Diagnostic Performance of Tc-99m Pertechnetate Scintigraphy for Ectopic Gastric Mucosa in Children: A 12-Year Single-Center Retrospective Study
F Yilmaz, NC Tobar, L Perktas, T Sekmenli, P Karabagli, H Onner, GK GedikBackground:
Ectopic gastric mucosa (EGM) is an important cause of gastrointestinal bleeding in children and may occur most commonly in Meckel’s diverticulum and less frequently in duplication cysts.
Aim:
This study aimed to evaluate the diagnostic performance of Tc-99m pertechnetate scintigraphy for detecting EGM in children in a 12-year single-center cohort.
Methods:
This retrospective study included consecutive pediatric patients who underwent Tc-99m pertechnetate scintigraphy for suspected EGM between 2012 and 2024. Demographic, clinical, imaging, surgical, histopathologic, and follow-up data were reviewed. Histopathology was used as the reference standard when available, whereas clinically negative cases were classified on the basis of follow-up. Sensitivity, specificity, positive predictive value (PPV), and negative predictive value (NPV) were calculated with 95% confidence intervals (CIs).
Results:
A total of 142 children were evaluated. Scintigraphy was positive in 14 patients. Twelve of these underwent surgery and had histopathologically confirmed EGM, including 11 cases of Meckel’s diverticulum and one duplication cyst.
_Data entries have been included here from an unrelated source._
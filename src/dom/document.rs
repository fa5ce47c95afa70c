//! Arena-backed document tree
//!
//! Pages are parsed once into a flat arena of nodes addressed by [`NodeId`].
//! Nodes carry no stable identity across parses; everything that must survive
//! a reload is expressed as a structural path or a text quote instead.

use scraper::Html;

/// Handle to a node inside a [`Document`]
#[derive(Debug, Clone, Copy, PartialEq, Eq, Hash, PartialOrd, Ord)]
pub struct NodeId(usize);

/// Payload of a single node
#[derive(Debug, Clone, PartialEq, Eq)]
pub enum NodeData {
    Document,
    Doctype(String),
    Element(Element),
    Text(String),
    Comment(String),
}

/// An element with a lower-case tag name and ordered attributes
#[derive(Debug, Clone, PartialEq, Eq)]
pub struct Element {
    pub name: String,
    pub attrs: Vec<(String, String)>,
}

impl Element {
    pub fn new(name: impl Into<String>) -> Self {
        Self {
            name: name.into().to_ascii_lowercase(),
            attrs: Vec::new(),
        }
    }

    pub fn attr(&self, name: &str) -> Option<&str> {
        self.attrs
            .iter()
            .find(|(key, _)| key.eq_ignore_ascii_case(name))
            .map(|(_, value)| value.as_str())
    }

    pub fn set_attr(&mut self, name: &str, value: impl Into<String>) {
        let value = value.into();
        match self
            .attrs
            .iter_mut()
            .find(|(key, _)| key.eq_ignore_ascii_case(name))
        {
            Some((_, existing)) => *existing = value,
            None => self.attrs.push((name.to_string(), value)),
        }
    }

    pub fn has_class(&self, class: &str) -> bool {
        self.attr("class")
            .map(|classes| classes.split_ascii_whitespace().any(|c| c == class))
            .unwrap_or(false)
    }
}

#[derive(Debug, Clone)]
struct Node {
    parent: Option<NodeId>,
    children: Vec<NodeId>,
    data: NodeData,
}

/// A mutable HTML document
#[derive(Debug, Clone)]
pub struct Document {
    nodes: Vec<Node>,
}

impl Default for Document {
    fn default() -> Self {
        Self::new()
    }
}

impl Document {
    /// Create an empty document containing only the document node
    pub fn new() -> Self {
        Self {
            nodes: vec![Node {
                parent: None,
                children: Vec::new(),
                data: NodeData::Document,
            }],
        }
    }

    /// Parse an HTML page
    ///
    /// The HTML5 parser always produces `html`, `head` and `body`, so callers
    /// can rely on [`Document::body`] for well-formed and fragment input alike.
    pub fn parse(html: &str) -> Self {
        let parsed = Html::parse_document(html);
        let mut document = Self::new();
        let root = document.root();
        for child in parsed.tree.root().children() {
            document.import(child, root);
        }
        document
    }

    fn import(&mut self, source: ego_tree::NodeRef<'_, scraper::Node>, parent: NodeId) {
        let data = match source.value() {
            scraper::Node::Element(el) => NodeData::Element(Element {
                name: el.name().to_ascii_lowercase(),
                attrs: el
                    .attrs()
                    .map(|(key, value)| (key.to_string(), value.to_string()))
                    .collect(),
            }),
            scraper::Node::Text(text) => NodeData::Text(String::from(&**text)),
            scraper::Node::Comment(comment) => NodeData::Comment(String::from(&**comment)),
            scraper::Node::Doctype(doctype) => NodeData::Doctype(doctype.name().to_string()),
            _ => return,
        };

        let id = self.alloc(data);
        self.append_child(parent, id);
        for child in source.children() {
            self.import(child, id);
        }
    }

    fn alloc(&mut self, data: NodeData) -> NodeId {
        let id = NodeId(self.nodes.len());
        self.nodes.push(Node {
            parent: None,
            children: Vec::new(),
            data,
        });
        id
    }

    /// The document node
    pub fn root(&self) -> NodeId {
        NodeId(0)
    }

    /// The `<html>` element, if any
    pub fn document_element(&self) -> Option<NodeId> {
        self.children(self.root())
            .iter()
            .copied()
            .find(|&id| self.is_element(id))
    }

    /// The `<body>` element, if any
    pub fn body(&self) -> Option<NodeId> {
        let html = self.document_element()?;
        self.children(html)
            .iter()
            .copied()
            .find(|&id| self.tag_name(id) == Some("body"))
    }

    pub fn data(&self, id: NodeId) -> &NodeData {
        &self.nodes[id.0].data
    }

    pub fn parent(&self, id: NodeId) -> Option<NodeId> {
        self.nodes[id.0].parent
    }

    pub fn children(&self, id: NodeId) -> &[NodeId] {
        &self.nodes[id.0].children
    }

    pub fn first_child(&self, id: NodeId) -> Option<NodeId> {
        self.children(id).first().copied()
    }

    pub fn next_sibling(&self, id: NodeId) -> Option<NodeId> {
        let parent = self.parent(id)?;
        let index = self.index_in_parent(id)?;
        self.children(parent).get(index + 1).copied()
    }

    /// Position of a node among its parent's children
    pub fn index_in_parent(&self, id: NodeId) -> Option<usize> {
        let parent = self.parent(id)?;
        self.children(parent).iter().position(|&child| child == id)
    }

    pub fn element(&self, id: NodeId) -> Option<&Element> {
        match self.data(id) {
            NodeData::Element(el) => Some(el),
            _ => None,
        }
    }

    pub fn element_mut(&mut self, id: NodeId) -> Option<&mut Element> {
        match &mut self.nodes[id.0].data {
            NodeData::Element(el) => Some(el),
            _ => None,
        }
    }

    pub fn tag_name(&self, id: NodeId) -> Option<&str> {
        self.element(id).map(|el| el.name.as_str())
    }

    /// Character data of a text node
    pub fn text(&self, id: NodeId) -> Option<&str> {
        match self.data(id) {
            NodeData::Text(text) => Some(text),
            _ => None,
        }
    }

    pub fn is_text(&self, id: NodeId) -> bool {
        matches!(self.data(id), NodeData::Text(_))
    }

    pub fn is_element(&self, id: NodeId) -> bool {
        matches!(self.data(id), NodeData::Element(_))
    }

    /// Length used for boundary offsets: bytes for text, child count otherwise
    pub fn node_length(&self, id: NodeId) -> usize {
        match self.data(id) {
            NodeData::Text(text) | NodeData::Comment(text) => text.len(),
            NodeData::Doctype(_) => 0,
            _ => self.children(id).len(),
        }
    }

    /// Ancestors of a node, nearest first, excluding the node itself
    pub fn ancestors(&self, id: NodeId) -> Ancestors<'_> {
        Ancestors {
            document: self,
            next: self.parent(id),
        }
    }

    pub fn is_ancestor_of(&self, ancestor: NodeId, node: NodeId) -> bool {
        self.ancestors(node).any(|id| id == ancestor)
    }

    /// Whether the node is still reachable from the document node
    pub fn is_attached(&self, id: NodeId) -> bool {
        id == self.root() || self.ancestors(id).any(|a| a == self.root())
    }

    /// Nodes under `id` in document order, excluding `id`
    pub fn descendants(&self, id: NodeId) -> Descendants<'_> {
        Descendants {
            document: self,
            root: id,
            next: self.first_child(id),
        }
    }

    /// Concatenated character data of all text under a node
    pub fn text_content(&self, id: NodeId) -> String {
        if let Some(text) = self.text(id) {
            return text.to_string();
        }
        self.descendants(id)
            .filter_map(|node| self.text(node))
            .collect()
    }

    /// Elements carrying `attr="value"`, in document order
    pub fn elements_with_attr(&self, attr: &str, value: &str) -> Vec<NodeId> {
        self.descendants(self.root())
            .filter(|&id| {
                self.element(id)
                    .and_then(|el| el.attr(attr))
                    .map(|v| v == value)
                    .unwrap_or(false)
            })
            .collect()
    }

    pub fn create_element(&mut self, name: &str) -> NodeId {
        self.alloc(NodeData::Element(Element::new(name)))
    }

    pub fn create_text(&mut self, text: impl Into<String>) -> NodeId {
        self.alloc(NodeData::Text(text.into()))
    }

    pub fn set_text(&mut self, id: NodeId, text: impl Into<String>) {
        if let NodeData::Text(existing) = &mut self.nodes[id.0].data {
            *existing = text.into();
        }
    }

    /// Remove a node from its parent; the subtree stays in the arena
    pub fn detach(&mut self, id: NodeId) {
        if let Some(parent) = self.nodes[id.0].parent.take() {
            self.nodes[parent.0].children.retain(|&child| child != id);
        }
    }

    pub fn append_child(&mut self, parent: NodeId, child: NodeId) {
        let len = self.children(parent).len();
        self.insert_at(parent, len, child);
    }

    /// Insert `child` at `index` among `parent`'s children, moving it if attached
    ///
    /// The index is clamped to the child count. A node can't be inserted
    /// under itself or one of its descendants; such calls are ignored.
    pub fn insert_at(&mut self, parent: NodeId, index: usize, child: NodeId) {
        if child == parent || self.is_ancestor_of(child, parent) {
            return;
        }
        let mut index = index;
        if self.parent(child) == Some(parent) {
            if let Some(current) = self.index_in_parent(child) {
                if current < index {
                    index -= 1;
                }
            }
        }
        self.detach(child);
        let children = &mut self.nodes[parent.0].children;
        let index = index.min(children.len());
        children.insert(index, child);
        self.nodes[child.0].parent = Some(parent);
    }

    /// Split a text node at a byte offset, DOM `splitText` style
    ///
    /// The original node keeps `[0, offset)`; a new sibling holding the rest
    /// is inserted right after it and returned.
    pub fn split_text(&mut self, id: NodeId, offset: usize) -> Option<NodeId> {
        let text = self.text(id)?;
        if offset > text.len() || !text.is_char_boundary(offset) {
            return None;
        }
        let tail = text[offset..].to_string();
        let head = text[..offset].to_string();
        self.set_text(id, head);

        let new_node = self.create_text(tail);
        if let Some(parent) = self.parent(id) {
            let index = self.index_in_parent(id).unwrap_or(0);
            self.insert_at(parent, index + 1, new_node);
        }
        Some(new_node)
    }

    /// Merge adjacent text children and drop empty ones, DOM `normalize` style
    pub fn merge_text_children(&mut self, parent: NodeId) {
        let children = self.children(parent).to_vec();
        let mut previous_text: Option<NodeId> = None;
        for child in children {
            let Some(text) = self.text(child).map(str::to_string) else {
                previous_text = None;
                continue;
            };
            if text.is_empty() {
                self.detach(child);
                continue;
            }
            match previous_text {
                Some(prev) => {
                    let merged = format!("{}{}", self.text(prev).unwrap_or_default(), text);
                    self.set_text(prev, merged);
                    self.detach(child);
                }
                None => previous_text = Some(child),
            }
        }
    }
}

/// Iterator over a node's ancestors
pub struct Ancestors<'a> {
    document: &'a Document,
    next: Option<NodeId>,
}

impl Iterator for Ancestors<'_> {
    type Item = NodeId;

    fn next(&mut self) -> Option<NodeId> {
        let current = self.next?;
        self.next = self.document.parent(current);
        Some(current)
    }
}

/// Pre-order iterator over a subtree
pub struct Descendants<'a> {
    document: &'a Document,
    root: NodeId,
    next: Option<NodeId>,
}

impl Iterator for Descendants<'_> {
    type Item = NodeId;

    fn next(&mut self) -> Option<NodeId> {
        let current = self.next?;
        self.next = following_in_subtree(self.document, current, self.root);
        Some(current)
    }
}

/// Next node in pre-order after `node`, never leaving the subtree of `root`
pub(crate) fn following_in_subtree(
    document: &Document,
    node: NodeId,
    root: NodeId,
) -> Option<NodeId> {
    if let Some(child) = document.first_child(node) {
        return Some(child);
    }
    let mut current = node;
    while current != root {
        if let Some(sibling) = document.next_sibling(current) {
            return Some(sibling);
        }
        current = document.parent(current)?;
    }
    None
}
The observed sensitivity of Tc-99m pertechnetate scintigraphy was 100% (95% CI: 73.5–100%), specificity was 98.5% (95% CI: 94.6–99.8%), PPV was 85.7% (95% CI: 57.2–98.2%), and NPV was 100% (95% CI: 97.2–100%). Two false-positive cases were identified. No false-negative cases were detected in this cohort.
Conclusion:
Tc-99m pertechnetate scintigraphy appears to be a highly useful and clinically practical method for detecting EGM in children, particularly because of its strong NPV and noninvasive nature. However, diagnostic performance estimates should be interpreted cautiously in view of the retrospective design, limited number of confirmed positive cases, and potential verification bias. Prospective multicenter studies are warranted to further validate these findings.